Dear Editor,
I just returned from a week-long trip to Phnom Penh, during which I visited the former
Khmer Rouge security bureau "S-21" prison exhibit at Tuol Sleng. I also
travelled out to one of the "killing fields" from that time.
On the same day I watched the televised proceedings of the Milosevic war crimes trial
currently under way at The Hague. The documentation being presented by the UN prosecutors
is devastating, horrific, yet utterly necessary.
I was immediately puzzled by something I had seen, or rather, not seen, at either
the prison or the killing field. Then it came into focus: Conspicuous by their absence
were plaques or other forms of written documentation to explain to observers the
significance of the horrific physical artifacts of mass murder and torture that they
are witnessing.
Visitors' questions about the origin, circumstances, causes, goals, progress, outcome,
and especially the identity of the perpetrators, of those atrocities, all such questions
go largely unanswered.
At Tuol Sleng there was one explanatory plaque, which concluded by giving a website
visitors could consult, and a compelling one-page brochure was also supplied at the
entrance. Is it politically still dangerous to provide answers to such questions?

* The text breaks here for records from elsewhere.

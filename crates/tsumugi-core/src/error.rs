use thiserror::Error;

#[derive(Debug, Error)]
pub enum TsumugiError {
    #[error("Configuration missing: {0}")]
    ConfigurationMissing(String),

    #[error("Config error: {0}")]
    ConfigError(String),

    #[error("Backend init failure: {0}")]
    BackendInitFailure(String),

    #[error("Context lookup failure: {0}")]
    ContextLookupFailure(String),

    #[error("Generation failure: {0}")]
    GenerationFailure(String),

    #[error("Send failure: {0}")]
    SendFailure(String),

    #[error(transparent)]
    Anyhow(#[from] anyhow::Error),

    #[error(transparent)]
    Io(#[from] std::io::Error),

    #[error(transparent)]
    SerdeJson(#[from] serde_json::Error),

    #[error(transparent)]
    Toml(#[from] toml::de::Error),
}

pub type Result<T> = std::result::Result<T, TsumugiError>;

This mute presentation of the effects of the Khmer Rouge regime is like watching
history vanish before your eyes.
This does put into context the UN withdrawal a week earlier from the largely symbolic
war crimes trial the Cambodian government had been planning.
The fallout of "not" having a war crimes trial will be considerable. Not
only will the current generation of Cambodians be denied (by their own government)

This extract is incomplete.